(Stored data Opens)

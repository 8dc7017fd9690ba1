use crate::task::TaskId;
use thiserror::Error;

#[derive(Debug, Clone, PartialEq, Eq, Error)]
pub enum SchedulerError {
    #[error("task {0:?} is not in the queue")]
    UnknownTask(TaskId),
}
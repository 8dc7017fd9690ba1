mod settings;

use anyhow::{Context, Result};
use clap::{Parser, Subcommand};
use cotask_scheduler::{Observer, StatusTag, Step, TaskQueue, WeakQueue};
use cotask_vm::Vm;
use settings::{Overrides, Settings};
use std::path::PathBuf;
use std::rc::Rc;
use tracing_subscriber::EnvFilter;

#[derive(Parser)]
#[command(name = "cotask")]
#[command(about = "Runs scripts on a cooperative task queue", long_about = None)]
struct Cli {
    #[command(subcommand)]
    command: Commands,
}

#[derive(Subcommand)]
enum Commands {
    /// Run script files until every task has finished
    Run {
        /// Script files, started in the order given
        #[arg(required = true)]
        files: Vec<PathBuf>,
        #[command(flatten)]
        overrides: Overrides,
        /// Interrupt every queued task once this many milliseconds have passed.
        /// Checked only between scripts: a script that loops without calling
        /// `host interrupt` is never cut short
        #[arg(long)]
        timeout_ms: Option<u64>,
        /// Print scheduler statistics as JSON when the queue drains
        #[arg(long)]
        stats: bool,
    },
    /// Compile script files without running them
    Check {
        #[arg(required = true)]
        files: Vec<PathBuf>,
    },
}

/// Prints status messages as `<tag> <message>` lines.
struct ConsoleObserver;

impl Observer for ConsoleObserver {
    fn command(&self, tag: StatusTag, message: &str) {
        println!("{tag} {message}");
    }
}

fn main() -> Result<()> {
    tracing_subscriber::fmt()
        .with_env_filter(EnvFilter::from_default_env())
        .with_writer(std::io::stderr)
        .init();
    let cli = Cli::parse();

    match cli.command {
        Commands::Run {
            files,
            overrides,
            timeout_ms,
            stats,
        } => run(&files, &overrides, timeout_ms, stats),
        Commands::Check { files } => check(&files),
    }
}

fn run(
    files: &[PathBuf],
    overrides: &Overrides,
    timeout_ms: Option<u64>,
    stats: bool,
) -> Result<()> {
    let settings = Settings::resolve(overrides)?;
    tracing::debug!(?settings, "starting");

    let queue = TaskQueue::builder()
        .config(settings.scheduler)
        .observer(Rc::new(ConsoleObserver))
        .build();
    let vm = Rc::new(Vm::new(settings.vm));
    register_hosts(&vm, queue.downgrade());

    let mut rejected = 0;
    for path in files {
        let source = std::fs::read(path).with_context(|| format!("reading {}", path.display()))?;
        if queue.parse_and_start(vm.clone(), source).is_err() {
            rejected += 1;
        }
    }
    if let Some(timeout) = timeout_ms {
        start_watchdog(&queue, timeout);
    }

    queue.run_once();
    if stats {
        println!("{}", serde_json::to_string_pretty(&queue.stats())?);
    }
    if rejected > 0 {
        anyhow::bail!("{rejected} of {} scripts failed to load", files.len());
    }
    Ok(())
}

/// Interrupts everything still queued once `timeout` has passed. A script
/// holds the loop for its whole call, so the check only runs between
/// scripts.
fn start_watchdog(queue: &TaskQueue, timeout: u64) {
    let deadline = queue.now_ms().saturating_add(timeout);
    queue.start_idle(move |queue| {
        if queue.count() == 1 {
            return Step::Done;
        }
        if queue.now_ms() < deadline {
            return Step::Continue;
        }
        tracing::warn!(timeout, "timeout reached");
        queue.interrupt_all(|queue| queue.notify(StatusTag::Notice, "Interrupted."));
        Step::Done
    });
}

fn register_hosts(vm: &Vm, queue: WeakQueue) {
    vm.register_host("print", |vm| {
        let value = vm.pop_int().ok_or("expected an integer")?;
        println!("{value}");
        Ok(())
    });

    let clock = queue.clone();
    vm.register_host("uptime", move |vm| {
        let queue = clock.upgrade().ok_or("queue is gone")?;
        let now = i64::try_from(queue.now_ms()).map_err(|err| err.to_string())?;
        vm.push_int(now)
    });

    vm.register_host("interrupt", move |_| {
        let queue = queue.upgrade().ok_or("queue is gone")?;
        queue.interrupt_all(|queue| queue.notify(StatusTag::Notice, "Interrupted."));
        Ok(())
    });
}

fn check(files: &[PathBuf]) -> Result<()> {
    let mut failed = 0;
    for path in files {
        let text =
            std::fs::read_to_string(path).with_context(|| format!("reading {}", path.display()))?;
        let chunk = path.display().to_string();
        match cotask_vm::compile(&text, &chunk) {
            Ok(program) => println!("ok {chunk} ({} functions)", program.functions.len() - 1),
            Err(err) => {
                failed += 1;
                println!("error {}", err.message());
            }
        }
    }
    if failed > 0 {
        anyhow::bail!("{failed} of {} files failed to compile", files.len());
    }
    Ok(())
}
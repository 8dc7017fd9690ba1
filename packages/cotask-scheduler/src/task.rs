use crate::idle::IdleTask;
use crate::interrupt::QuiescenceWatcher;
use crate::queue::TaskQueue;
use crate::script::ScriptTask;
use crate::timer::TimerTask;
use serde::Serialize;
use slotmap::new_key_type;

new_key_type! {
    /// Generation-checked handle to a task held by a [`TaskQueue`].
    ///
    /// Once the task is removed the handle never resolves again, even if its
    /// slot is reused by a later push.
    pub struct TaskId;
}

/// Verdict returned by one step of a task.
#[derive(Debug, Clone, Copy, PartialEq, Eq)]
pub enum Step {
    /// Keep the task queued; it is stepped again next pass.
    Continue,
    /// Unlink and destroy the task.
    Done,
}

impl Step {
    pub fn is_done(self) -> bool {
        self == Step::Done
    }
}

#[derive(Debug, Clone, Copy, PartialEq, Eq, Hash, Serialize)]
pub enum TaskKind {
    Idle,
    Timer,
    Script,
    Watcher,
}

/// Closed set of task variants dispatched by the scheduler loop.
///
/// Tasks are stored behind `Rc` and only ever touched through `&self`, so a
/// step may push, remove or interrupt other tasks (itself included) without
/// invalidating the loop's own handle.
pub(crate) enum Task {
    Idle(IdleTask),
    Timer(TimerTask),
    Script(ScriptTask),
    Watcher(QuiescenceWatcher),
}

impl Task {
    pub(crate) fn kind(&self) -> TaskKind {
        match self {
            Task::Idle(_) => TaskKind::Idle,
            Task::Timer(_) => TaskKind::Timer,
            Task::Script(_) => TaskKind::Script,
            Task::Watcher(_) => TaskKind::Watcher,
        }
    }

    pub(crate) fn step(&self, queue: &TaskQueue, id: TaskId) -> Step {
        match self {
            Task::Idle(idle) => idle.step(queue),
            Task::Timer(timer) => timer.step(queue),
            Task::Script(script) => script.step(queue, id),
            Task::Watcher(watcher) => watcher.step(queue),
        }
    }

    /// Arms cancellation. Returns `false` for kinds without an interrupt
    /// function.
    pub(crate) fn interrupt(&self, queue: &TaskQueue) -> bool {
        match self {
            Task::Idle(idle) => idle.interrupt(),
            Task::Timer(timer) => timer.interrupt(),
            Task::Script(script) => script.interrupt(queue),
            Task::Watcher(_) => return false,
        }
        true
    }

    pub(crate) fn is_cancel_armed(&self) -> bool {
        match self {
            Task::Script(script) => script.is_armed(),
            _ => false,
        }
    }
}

(Stored data Closes)

» **Exercise brief**
Every line of the listing that includes "settings" must be shown.

» **Response below**
mod settings;
use settings::{Overrides, Settings};
    let settings = Settings::resolve(overrides)?;
    tracing::debug!(?settings, "starting");
        .config(settings.scheduler)
    let vm = Rc::new(Vm::new(settings.vm));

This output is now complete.